Time is slippery. At Some Point openly acknowledges this while exploring the intersections between past and present, childhood and adulthood, midlife and mortality. Joyously and solemnly tugging on the threads that connect us—to life, to the planet, to each other—David O’Connell finds meaning in the small things: vacation photos, middle school band concerts, and Halloween decorations.
An earworm, a sudden memory, the arrival of a fox in the neighborhood, even camaraderie among other patients awaiting colonoscopies—all are grist for O’Connell’s ability to view the world simultaneously anew and as it once appeared. Wistfully admiring his daughter’s awareness of how the pandemic has turned snow days into remote teaching days, he observes “thirteen winters, / I’m finding, is enough to become wise.”
From the quotidian to the profound, this is a collection that hovers around your consciousness, reshaping your own vision and insight.

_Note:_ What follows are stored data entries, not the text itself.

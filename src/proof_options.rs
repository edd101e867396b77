use crate::ProofPurpose;

/// Per-call inputs for producing a proof: its purpose plus any extra members to place on the proof.
#[derive(Clone, Debug)]
pub struct ProofOptions {
    pub proof_purpose: ProofPurpose,
    pub extra_member_m: serde_json::Map<String, serde_json::Value>,
}

impl ProofOptions {
    pub fn new(proof_purpose: ProofPurpose) -> Self {
        Self {
            proof_purpose,
            extra_member_m: serde_json::Map::new(),
        }
    }
    pub fn with_member(
        mut self,
        name: impl Into<String>,
        value: impl Into<serde_json::Value>,
    ) -> Self {
        self.extra_member_m.insert(name.into(), value.into());
        self
    }
    /// Challenge for authentication proofs, to prevent replay.
    pub fn with_challenge(self, challenge: impl Into<String>) -> Self {
        self.with_member("challenge", challenge.into())
    }
    pub fn with_domain(self, domain: impl Into<String>) -> Self {
        self.with_member("domain", domain.into())
    }
}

“Plain-spoken, warm, and affectionate poems give way to deeper observation as O’Connell turns a wry eye on finitude and mortality. These poems never leave us behind, embracing a world in which even a ‘lummox’ (like us) can be ‘gobsmacked’ by ‘so many choices’ that ‘the whole universe seemed possible.’ This is a capacious and big-hearted book.” - Ronald Wallace
David O’Connell’s previous poetry collections include Our Best Defense and the chapbook A Better Way to Fall. His work has appeared in New Ohio Review, Ploughshares, Cincinnati Review, Southern Poetry Review, and North American Review, among other journals. O’Connell lives in Rhode Island with his wife, the poet Julie Danho, and their daughter. His work can be found at davidoconnellpoet.com.